---------- Records shown ----------

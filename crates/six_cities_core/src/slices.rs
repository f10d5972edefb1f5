//! Independent state slices. Each slice owns its own entities and a single
//! loading/error pair; cross-slice reads live in `selectors`.

use crate::validation::LoginFormErrors;
use crate::{AuthInfo, AuthorizationStatus, City, Offer, OfferDetail, OfferId, RequestId, Review, SortType};

#[derive(Debug, Clone, PartialEq, Default)]
pub struct CityState {
    pub selected: City,
}

#[derive(Debug, Clone, PartialEq, Default)]
pub struct SortingState {
    pub sort_type: SortType,
}

#[derive(Debug, Clone, PartialEq, Default)]
pub struct OffersState {
    pub offers: Vec<Offer>,
    pub is_loading: bool,
    pub error: Option<String>,
    /// Bumped on every change to `offers`; memoised selectors key on it.
    pub revision: u64,
}

impl OffersState {
    pub(crate) fn start_loading(&mut self) {
        self.is_loading = true;
        self.error = None;
    }

    pub(crate) fn loaded(&mut self, offers: Vec<Offer>) {
        self.offers = offers;
        self.is_loading = false;
        self.error = None;
        self.revision += 1;
    }

    /// Stale offers are kept so the list stays usable after a transient failure.
    pub(crate) fn failed(&mut self, message: String) {
        self.is_loading = false;
        self.error = Some(message);
    }

    pub(crate) fn set_favorite_flag(&mut self, offer_id: &str, is_favorite: bool) {
        if set_flag(&mut self.offers, offer_id, is_favorite) {
            self.revision += 1;
        }
    }

    pub(crate) fn clear_favorite_flags(&mut self) {
        if clear_flags(&mut self.offers) {
            self.revision += 1;
        }
    }
}

#[derive(Debug, Clone, PartialEq, Default)]
pub struct FavoritesState {
    pub favorites: Vec<Offer>,
    pub is_loading: bool,
    pub error: Option<String>,
    pub revision: u64,
}

impl FavoritesState {
    pub(crate) fn start_loading(&mut self) {
        self.is_loading = true;
        self.error = None;
    }

    pub(crate) fn loaded(&mut self, favorites: Vec<Offer>) {
        self.favorites = favorites;
        self.is_loading = false;
        self.error = None;
        self.revision += 1;
    }

    pub(crate) fn failed(&mut self, message: String) {
        self.is_loading = false;
        self.error = Some(message);
    }

    /// Applies the server's view of an offer after a favorite toggle.
    pub(crate) fn apply_toggled(&mut self, offer: Offer) {
        let index = self.favorites.iter().position(|fav| fav.id == offer.id);
        match (offer.is_favorite, index) {
            (true, Some(i)) => self.favorites[i] = offer,
            (true, None) => self.favorites.push(offer),
            (false, Some(i)) => {
                self.favorites.remove(i);
            }
            (false, None) => return,
        }
        self.error = None;
        self.revision += 1;
    }

    pub(crate) fn clear(&mut self) {
        if !self.favorites.is_empty() {
            self.favorites.clear();
            self.revision += 1;
        }
        self.is_loading = false;
        self.error = None;
    }
}

#[derive(Debug, Clone, PartialEq, Default)]
pub struct OfferDetailState {
    /// Offer id the detail page is currently showing or loading.
    pub requested_id: Option<OfferId>,
    /// Token of the load cascade whose results may still land in state.
    pub current_request: Option<RequestId>,
    pub offer: Option<OfferDetail>,
    pub nearby_offers: Vec<Offer>,
    pub reviews: Vec<Review>,
    pub is_loading: bool,
    pub is_loading_nearby: bool,
    pub is_loading_reviews: bool,
    pub is_submitting_review: bool,
    pub not_found: bool,
    pub error: Option<String>,
    /// Network failure of the last review submission.
    pub review_error: Option<String>,
    /// Client-side validation message for the review form.
    pub review_form_error: Option<String>,
}

impl OfferDetailState {
    pub(crate) fn begin(&mut self, offer_id: OfferId, request: RequestId) {
        let same_offer = self.requested_id.as_deref() == Some(offer_id.as_str());
        if !same_offer {
            *self = Self::default();
        }
        self.requested_id = Some(offer_id);
        self.current_request = Some(request);
        self.is_loading = true;
        self.not_found = false;
        self.error = None;
    }

    pub(crate) fn is_current(&self, request: RequestId) -> bool {
        self.current_request == Some(request)
    }

    pub(crate) fn loaded(&mut self, offer: OfferDetail) {
        self.offer = Some(offer);
        self.is_loading = false;
        self.is_loading_nearby = true;
        self.is_loading_reviews = true;
    }

    pub(crate) fn failed(&mut self, message: String, not_found: bool) {
        if not_found {
            self.offer = None;
        }
        self.is_loading = false;
        self.not_found = not_found;
        self.error = Some(message);
    }

    pub(crate) fn nearby_loaded(&mut self, result: Result<Vec<Offer>, String>) {
        self.is_loading_nearby = false;
        match result {
            Ok(offers) => self.nearby_offers = offers,
            Err(message) => self.error = Some(message),
        }
    }

    pub(crate) fn reviews_loaded(&mut self, result: Result<Vec<Review>, String>) {
        self.is_loading_reviews = false;
        match result {
            Ok(reviews) => self.reviews = reviews,
            Err(message) => self.error = Some(message),
        }
    }

    pub(crate) fn start_review(&mut self) {
        self.is_submitting_review = true;
        self.review_error = None;
        self.review_form_error = None;
    }

    /// Newest reviews come first.
    pub(crate) fn review_added(&mut self, review: Review) {
        self.is_submitting_review = false;
        self.reviews.insert(0, review);
    }

    pub(crate) fn review_failed(&mut self, message: String) {
        self.is_submitting_review = false;
        self.review_error = Some(message);
    }

    pub(crate) fn set_favorite_flag(&mut self, offer_id: &str, is_favorite: bool) {
        if let Some(offer) = self.offer.as_mut().filter(|offer| offer.id == offer_id) {
            offer.is_favorite = is_favorite;
        }
        set_flag(&mut self.nearby_offers, offer_id, is_favorite);
    }

    pub(crate) fn clear_favorite_flags(&mut self) {
        if let Some(offer) = self.offer.as_mut() {
            offer.is_favorite = false;
        }
        clear_flags(&mut self.nearby_offers);
    }

    pub(crate) fn clear(&mut self) {
        *self = Self::default();
    }
}

#[derive(Debug, Clone, PartialEq, Default)]
pub struct AuthState {
    pub status: AuthorizationStatus,
    pub user: Option<AuthInfo>,
    pub is_loading: bool,
    pub error: Option<String>,
    pub form_errors: LoginFormErrors,
}

impl AuthState {
    pub(crate) fn initialize(&mut self, token: Option<&str>) {
        self.status = match token {
            Some(token) if !token.is_empty() => AuthorizationStatus::Auth,
            _ => AuthorizationStatus::NoAuth,
        };
    }

    pub(crate) fn start_loading(&mut self) {
        self.is_loading = true;
        self.error = None;
        self.form_errors = LoginFormErrors::default();
    }

    pub(crate) fn logged_in(&mut self, info: AuthInfo) {
        self.status = AuthorizationStatus::Auth;
        self.user = Some(info);
        self.is_loading = false;
        self.error = None;
    }

    /// The server rejected the credential. Any error the failed request
    /// already recorded stays visible.
    pub(crate) fn expired(&mut self) {
        self.status = AuthorizationStatus::NoAuth;
        self.user = None;
        self.is_loading = false;
    }

    /// Every way out of a session ends unauthenticated; `error` records why, if anything failed.
    pub(crate) fn signed_out(&mut self, error: Option<String>) {
        self.status = AuthorizationStatus::NoAuth;
        self.user = None;
        self.is_loading = false;
        self.error = error;
    }
}

fn set_flag(offers: &mut [Offer], offer_id: &str, is_favorite: bool) -> bool {
    let mut changed = false;
    for offer in offers.iter_mut().filter(|offer| offer.id == offer_id) {
        if offer.is_favorite != is_favorite {
            offer.is_favorite = is_favorite;
            changed = true;
        }
    }
    changed
}

fn clear_flags(offers: &mut [Offer]) -> bool {
    let mut changed = false;
    for offer in offers.iter_mut().filter(|offer| offer.is_favorite) {
        offer.is_favorite = false;
        changed = true;
    }
    changed
}
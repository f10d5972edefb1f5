use std::fs;
use std::io::{self, Write};
use std::path::{Path, PathBuf};
use std::sync::{Mutex, PoisonError};

use tempfile::NamedTempFile;
use thiserror::Error;

pub const TOKEN_FILENAME: &str = "six-cities-token";

#[derive(Debug, Error)]
pub enum TokenStoreError {
    #[error("data directory missing or not writable: {0}")]
    DataDir(String),
    #[error("io error: {0}")]
    Io(#[from] io::Error),
}

/// Persistent home of the session token.
pub trait TokenStore: Send + Sync {
    fn load(&self) -> Result<Option<String>, TokenStoreError>;
    fn save(&self, token: &str) -> Result<(), TokenStoreError>;
    fn clear(&self) -> Result<(), TokenStoreError>;
}

/// Ensure the data directory exists; create if missing.
pub fn ensure_data_dir(dir: &Path) -> Result<(), TokenStoreError> {
    if dir.exists() {
        let meta = fs::metadata(dir).map_err(|e| TokenStoreError::DataDir(e.to_string()))?;
        if !meta.is_dir() {
            return Err(TokenStoreError::DataDir("path is not a directory".into()));
        }
    } else {
        fs::create_dir_all(dir).map_err(|e| TokenStoreError::DataDir(e.to_string()))?;
    }
    Ok(())
}

/// Stores the token in `{dir}/six-cities-token`, replacing it atomically.
#[derive(Debug, Clone)]
pub struct FileTokenStore {
    dir: PathBuf,
}

impl FileTokenStore {
    pub fn new(dir: PathBuf) -> Self {
        Self { dir }
    }

    pub fn path(&self) -> PathBuf {
        self.dir.join(TOKEN_FILENAME)
    }
}

impl TokenStore for FileTokenStore {
    fn load(&self) -> Result<Option<String>, TokenStoreError> {
        match fs::read_to_string(self.path()) {
            Ok(content) => {
                let token = content.trim();
                Ok((!token.is_empty()).then(|| token.to_string()))
            }
            Err(err) if err.kind() == io::ErrorKind::NotFound => Ok(None),
            Err(err) => Err(err.into()),
        }
    }

    fn save(&self, token: &str) -> Result<(), TokenStoreError> {
        ensure_data_dir(&self.dir)?;

        let target = self.path();
        let mut tmp = NamedTempFile::new_in(&self.dir)?;
        tmp.write_all(token.as_bytes())?;
        tmp.flush()?;
        tmp.as_file_mut().sync_all()?;
        tmp.persist(&target).map_err(|e| TokenStoreError::Io(e.error))?;
        Ok(())
    }

    fn clear(&self) -> Result<(), TokenStoreError> {
        match fs::remove_file(self.path()) {
            Ok(()) => Ok(()),
            Err(err) if err.kind() == io::ErrorKind::NotFound => Ok(()),
            Err(err) => Err(err.into()),
        }
    }
}

/// Keeps the token in memory only. Used by tests and when no data dir is set.
#[derive(Debug, Default)]
pub struct MemoryTokenStore {
    token: Mutex<Option<String>>,
}

impl MemoryTokenStore {
    pub fn new() -> Self {
        Self::default()
    }

    pub fn with_token(token: impl Into<String>) -> Self {
        Self {
            token: Mutex::new(Some(token.into())),
        }
    }
}

impl TokenStore for MemoryTokenStore {
    fn load(&self) -> Result<Option<String>, TokenStoreError> {
        Ok(self
            .token
            .lock()
            .unwrap_or_else(PoisonError::into_inner)
            .clone())
    }

    fn save(&self, token: &str) -> Result<(), TokenStoreError> {
        *self.token.lock().unwrap_or_else(PoisonError::into_inner) = Some(token.to_string());
        Ok(())
    }

    fn clear(&self) -> Result<(), TokenStoreError> {
        *self.token.lock().unwrap_or_else(PoisonError::into_inner) = None;
        Ok(())
    }
}
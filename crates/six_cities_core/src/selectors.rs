//! Pure derivations over `AppState`, plus a last-input memo cache for the
//! expensive ones.

use std::collections::BTreeMap;

use crate::{AppState, Offer, OfferDetail, Review, SortType};

pub type FavoritesByCity = BTreeMap<String, Vec<Offer>>;

pub fn offers_by_city(offers: &[Offer], city_name: &str) -> Vec<Offer> {
    offers
        .iter()
        .filter(|offer| offer.city.name == city_name)
        .cloned()
        .collect()
}

/// Orders offers for display. `Vec::sort_by` is stable, so equal keys keep
/// their relative order and re-sorting is idempotent.
pub fn sort_offers(mut offers: Vec<Offer>, sort_type: SortType) -> Vec<Offer> {
    match sort_type {
        SortType::Popular => {}
        SortType::PriceLow => offers.sort_by(|a, b| a.price.cmp(&b.price)),
        SortType::PriceHigh => offers.sort_by(|a, b| b.price.cmp(&a.price)),
        SortType::TopRated => offers.sort_by(|a, b| b.rating.total_cmp(&a.rating)),
    }
    offers
}

/// Offers of the selected city in the selected order.
pub fn sorted_offers(state: &AppState) -> Vec<Offer> {
    sort_offers(
        offers_by_city(&state.offers().offers, &state.city().selected.name),
        state.sorting().sort_type,
    )
}

/// Groups favorites by city name. Cities without favorites get no entry.
pub fn favorites_grouped_by_city(favorites: &[Offer]) -> FavoritesByCity {
    let mut grouped = FavoritesByCity::new();
    for offer in favorites {
        grouped
            .entry(offer.city.name.clone())
            .or_default()
            .push(offer.clone());
    }
    grouped
}

pub fn favorites_count(state: &AppState) -> usize {
    state.favorites().favorites.len()
}

pub fn is_offer_favorite(state: &AppState, offer_id: &str) -> bool {
    state
        .favorites()
        .favorites
        .iter()
        .any(|fav| fav.id == offer_id)
}

pub fn is_authorized(state: &AppState) -> bool {
    state.is_authorized()
}

/// Everything the offer page needs, borrowed from the detail slice.
#[derive(Debug, Clone, Copy, PartialEq)]
pub struct OfferPageData<'a> {
    pub offer: Option<&'a OfferDetail>,
    pub nearby_offers: &'a [Offer],
    pub reviews: &'a [Review],
    pub is_loading: bool,
    pub is_submitting_review: bool,
    pub error: Option<&'a str>,
    pub is_authorized: bool,
}

pub fn offer_page(state: &AppState) -> OfferPageData<'_> {
    let detail = state.offer_detail();
    OfferPageData {
        offer: detail.offer.as_ref(),
        nearby_offers: &detail.nearby_offers,
        reviews: &detail.reviews,
        is_loading: detail.is_loading,
        is_submitting_review: detail.is_submitting_review,
        error: detail.error.as_deref(),
        is_authorized: state.is_authorized(),
    }
}

/// Keeps the value computed for the last seen key.
#[derive(Debug, Clone)]
pub struct Memo<K, V> {
    entry: Option<(K, V)>,
    computations: usize,
}

impl<K, V> Default for Memo<K, V> {
    fn default() -> Self {
        Self {
            entry: None,
            computations: 0,
        }
    }
}

impl<K: PartialEq, V> Memo<K, V> {
    pub fn get_or_compute(&mut self, key: K, compute: impl FnOnce() -> V) -> &V {
        if self.entry.as_ref().is_some_and(|(seen, _)| *seen != key) {
            self.entry = None;
        }
        let computations = &mut self.computations;
        &self
            .entry
            .get_or_insert_with(|| {
                *computations += 1;
                (key, compute())
            })
            .1
    }

    pub fn computations(&self) -> usize {
        self.computations
    }
}

type SortedKey = (u64, String, SortType);

/// Memoised selectors. Keys use slice revisions rather than whole collections.
#[derive(Debug, Clone, Default)]
pub struct SelectorCache {
    sorted: Memo<SortedKey, Vec<Offer>>,
    grouped: Memo<u64, FavoritesByCity>,
}

impl SelectorCache {
    pub fn new() -> Self {
        Self::default()
    }

    pub fn sorted_offers(&mut self, state: &AppState) -> &[Offer] {
        let key = (
            state.offers().revision,
            state.city().selected.name.clone(),
            state.sorting().sort_type,
        );
        self.sorted.get_or_compute(key, || sorted_offers(state))
    }

    pub fn favorites_grouped_by_city(&mut self, state: &AppState) -> &FavoritesByCity {
        self.grouped.get_or_compute(state.favorites().revision, || {
            favorites_grouped_by_city(&state.favorites().favorites)
        })
    }

    /// Total number of times any memoised selector had to recompute.
    pub fn recomputations(&self) -> usize {
        self.sorted.computations() + self.grouped.computations()
    }
}
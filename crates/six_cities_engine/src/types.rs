use std::fmt;

use six_cities_core::{AuthInfo, Offer, OfferDetail, OfferId, RequestId, Review};

/// Completion of one engine command, sent back to the app.
#[derive(Debug, Clone, PartialEq)]
pub enum EngineEvent {
    AuthChecked(Result<AuthInfo, ApiError>),
    LoggedIn(Result<AuthInfo, ApiError>),
    LoggedOut(Result<(), ApiError>),
    OffersFetched(Result<Vec<Offer>, ApiError>),
    FavoritesFetched(Result<Vec<Offer>, ApiError>),
    OfferFetched {
        request: RequestId,
        result: Result<OfferDetail, ApiError>,
    },
    NearbyFetched {
        request: RequestId,
        result: Result<Vec<Offer>, ApiError>,
    },
    ReviewsFetched {
        request: RequestId,
        result: Result<Vec<Review>, ApiError>,
    },
    ReviewPosted {
        offer_id: OfferId,
        result: Result<Review, ApiError>,
    },
    FavoriteSet {
        offer_id: OfferId,
        result: Result<Offer, ApiError>,
    },
    /// The server answered 401 and the stored credential was dropped.
    CredentialCleared,
}

impl EngineEvent {
    pub fn error(&self) -> Option<&ApiError> {
        match self {
            EngineEvent::AuthChecked(result) | EngineEvent::LoggedIn(result) => result.as_ref().err(),
            EngineEvent::LoggedOut(result) => result.as_ref().err(),
            EngineEvent::OffersFetched(result)
            | EngineEvent::FavoritesFetched(result)
            | EngineEvent::NearbyFetched { result, .. } => result.as_ref().err(),
            EngineEvent::OfferFetched { result, .. } => result.as_ref().err(),
            EngineEvent::ReviewsFetched { result, .. } => result.as_ref().err(),
            EngineEvent::ReviewPosted { result, .. } => result.as_ref().err(),
            EngineEvent::FavoriteSet { result, .. } => result.as_ref().err(),
            EngineEvent::CredentialCleared => None,
        }
    }
}

#[derive(Debug, Clone, PartialEq, Eq)]
pub struct ApiError {
    pub kind: FailureKind,
    pub message: String,
}

impl ApiError {
    pub(crate) fn new(kind: FailureKind, message: impl Into<String>) -> Self {
        Self {
            kind,
            message: message.into(),
        }
    }

    pub fn is_unauthorized(&self) -> bool {
        self.kind == FailureKind::Unauthorized
    }
}

impl fmt::Display for ApiError {
    fn fmt(&self, f: &mut fmt::Formatter<'_>) -> fmt::Result {
        write!(f, "{}: {}", self.kind, self.message)
    }
}

impl std::error::Error for ApiError {}

#[derive(Debug, Clone, PartialEq, Eq)]
pub enum FailureKind {
    InvalidUrl,
    Unauthorized,
    NotFound,
    HttpStatus(u16),
    Timeout,
    Decode,
    Storage,
    Runtime,
    Network,
}

impl fmt::Display for FailureKind {
    fn fmt(&self, f: &mut fmt::Formatter<'_>) -> fmt::Result {
        match self {
            FailureKind::InvalidUrl => write!(f, "invalid url"),
            FailureKind::Unauthorized => write!(f, "unauthorized"),
            FailureKind::NotFound => write!(f, "not found"),
            FailureKind::HttpStatus(code) => write!(f, "http status {code}"),
            FailureKind::Timeout => write!(f, "timeout"),
            FailureKind::Decode => write!(f, "malformed response"),
            FailureKind::Storage => write!(f, "credential storage error"),
            FailureKind::Runtime => write!(f, "engine runtime unavailable"),
            FailureKind::Network => write!(f, "network error"),
        }
    }
}
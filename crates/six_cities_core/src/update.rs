use six_cities_logging::{sc_debug, sc_info, sc_warn};

use crate::validation::{validate_login, validate_review};
use crate::{AppState, City, Effect, FavoriteStatus, Msg, OfferDetailState, OfferLoadError, Route};

const OFFER_NOT_FOUND: &str = "Offer not found";

/// Pure update function: applies a message to state and returns any effects.
pub fn update(mut state: AppState, msg: Msg) -> (AppState, Vec<Effect>) {
    let effects = match msg {
        Msg::InitializeAuth { token } => {
            let auth = state.auth_mut();
            auth.initialize(token.as_deref());
            let authorized = state.is_authorized();
            state.reguard_route();
            if authorized {
                vec![Effect::CheckAuth]
            } else {
                Vec::new()
            }
        }
        Msg::ChangeCity(name) => {
            if state.city().selected.name == name {
                return (state, Vec::new());
            }
            match City::by_name(&name) {
                Some(city) => state.city_mut().selected = city,
                None => sc_warn!("Ignoring unknown city {:?}", name),
            }
            Vec::new()
        }
        Msg::SetSortType(sort_type) => {
            if state.sorting().sort_type != sort_type {
                state.sorting_mut().sort_type = sort_type;
            }
            Vec::new()
        }
        Msg::Navigate(route) => {
            state.set_route(route);
            Vec::new()
        }
        Msg::Login { email, password } => {
            if state.auth().is_loading {
                return (state, Vec::new());
            }
            if let Err(errors) = validate_login(&email, &password) {
                state.auth_mut().form_errors = errors;
                return (state, Vec::new());
            }
            state.auth_mut().start_loading();
            vec![Effect::Login { email, password }]
        }
        Msg::LoginDone(Ok(info)) => {
            sc_info!("Signed in as {}", info.email);
            state.auth_mut().logged_in(info);
            if *state.route() == Route::Login {
                state.set_route(Route::Main);
            }
            Vec::new()
        }
        Msg::LoginDone(Err(message)) => {
            state.auth_mut().signed_out(Some(message));
            Vec::new()
        }
        Msg::Logout => {
            state.auth_mut().start_loading();
            vec![Effect::Logout]
        }
        Msg::LogoutDone(result) => {
            state.auth_mut().signed_out(result.err());
            state.end_session();
            Vec::new()
        }
        Msg::SessionExpired => {
            sc_info!("Session expired; dropping to unauthorized");
            state.auth_mut().expired();
            state.end_session();
            Vec::new()
        }
        Msg::AuthChecked(Ok(info)) => {
            if state.is_authorized() {
                state.auth_mut().user = Some(info);
            }
            Vec::new()
        }
        Msg::AuthChecked(Err(message)) => {
            sc_warn!("Profile lookup failed: {}", message);
            Vec::new()
        }
        Msg::LoadOffers => {
            if state.offers().is_loading {
                return (state, Vec::new());
            }
            state.offers_mut().start_loading();
            vec![Effect::FetchOffers]
        }
        Msg::OffersLoaded(Ok(offers)) => {
            state.offers_mut().loaded(offers);
            Vec::new()
        }
        Msg::OffersLoaded(Err(message)) => {
            state.offers_mut().failed(message);
            Vec::new()
        }
        Msg::LoadFavorites => {
            if !state.is_authorized() || state.favorites().is_loading {
                return (state, Vec::new());
            }
            state.favorites_mut().start_loading();
            vec![Effect::FetchFavorites]
        }
        Msg::FavoritesLoaded(Ok(favorites)) => {
            state.favorites_mut().loaded(favorites);
            Vec::new()
        }
        Msg::FavoritesLoaded(Err(message)) => {
            state.favorites_mut().failed(message);
            Vec::new()
        }
        Msg::LoadOffer(offer_id) => {
            let request = state.next_request();
            state.offer_detail_mut().begin(offer_id.clone(), request);
            vec![Effect::FetchOffer { request, offer_id }]
        }
        Msg::OfferLoaded { request, result } => {
            if !state.offer_detail().is_current(request) {
                sc_debug!("Discarding stale offer response for request {}", request);
                return (state, Vec::new());
            }
            match result {
                Ok(offer) => {
                    let offer_id = offer.id.clone();
                    state.offer_detail_mut().loaded(offer);
                    vec![
                        Effect::FetchNearby {
                            request,
                            offer_id: offer_id.clone(),
                        },
                        Effect::FetchReviews { request, offer_id },
                    ]
                }
                Err(OfferLoadError::NotFound) => {
                    state
                        .offer_detail_mut()
                        .failed(OFFER_NOT_FOUND.to_string(), true);
                    state.set_route(Route::NotFound);
                    Vec::new()
                }
                Err(OfferLoadError::Failed(message)) => {
                    state.offer_detail_mut().failed(message, false);
                    Vec::new()
                }
            }
        }
        Msg::NearbyLoaded { request, result } => {
            if state.offer_detail().is_current(request) {
                state.offer_detail_mut().nearby_loaded(result);
            } else {
                sc_debug!("Discarding stale nearby offers for request {}", request);
            }
            Vec::new()
        }
        Msg::ReviewsLoaded { request, result } => {
            if state.offer_detail().is_current(request) {
                state.offer_detail_mut().reviews_loaded(result);
            } else {
                sc_debug!("Discarding stale reviews for request {}", request);
            }
            Vec::new()
        }
        Msg::ClearOffer => {
            if *state.offer_detail() != OfferDetailState::default() {
                state.offer_detail_mut().clear();
            }
            Vec::new()
        }
        Msg::SubmitReview { rating, comment } => {
            let detail = state.offer_detail();
            let target = match detail.offer.as_ref() {
                Some(offer) if !detail.is_submitting_review => Some(offer.id.clone()),
                _ => None,
            };
            let Some(offer_id) = target else {
                return (state, Vec::new());
            };
            if !state.is_authorized() {
                sc_warn!("Review submitted while unauthorized; ignoring");
                return (state, Vec::new());
            }
            if let Err(err) = validate_review(rating, &comment) {
                state.offer_detail_mut().review_form_error = Some(err.to_string());
                return (state, Vec::new());
            }
            state.offer_detail_mut().start_review();
            vec![Effect::SubmitReview {
                offer_id,
                rating,
                comment,
            }]
        }
        Msg::ReviewSubmitted { offer_id, result } => {
            if state.offer_detail().requested_id.as_deref() != Some(offer_id.as_str()) {
                sc_debug!("Review for {} landed after leaving the offer", offer_id);
                return (state, Vec::new());
            }
            match result {
                Ok(review) => state.offer_detail_mut().review_added(review),
                Err(message) => state.offer_detail_mut().review_failed(message),
            }
            Vec::new()
        }
        Msg::ToggleFavorite { offer_id } => {
            if !state.is_authorized() {
                state.set_route(Route::Login);
                return (state, Vec::new());
            }
            let Some(current) = state.favorite_flag(&offer_id) else {
                sc_warn!("Favorite toggle for unknown offer {}", offer_id);
                return (state, Vec::new());
            };
            state.favorites_mut().error = None;
            vec![Effect::ToggleFavorite {
                offer_id,
                status: FavoriteStatus::for_target(!current),
            }]
        }
        Msg::FavoriteToggled { offer_id, result } => {
            match result {
                Ok(offer) => state.apply_favorite(offer),
                Err(message) => {
                    sc_warn!("Favorite toggle for {} failed: {}", offer_id, message);
                    state.favorites_mut().error = Some(message);
                }
            }
            Vec::new()
        }
    };

    (state, effects)
}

----------

* _Required work_
From the material above, please return each line containing "OfferLoadError".

* _Result of this task_
use crate::{AppState, City, Effect, FavoriteStatus, Msg, OfferDetailState, OfferLoadError, Route};
                Err(OfferLoadError::NotFound) => {
                Err(OfferLoadError::Failed(message)) => {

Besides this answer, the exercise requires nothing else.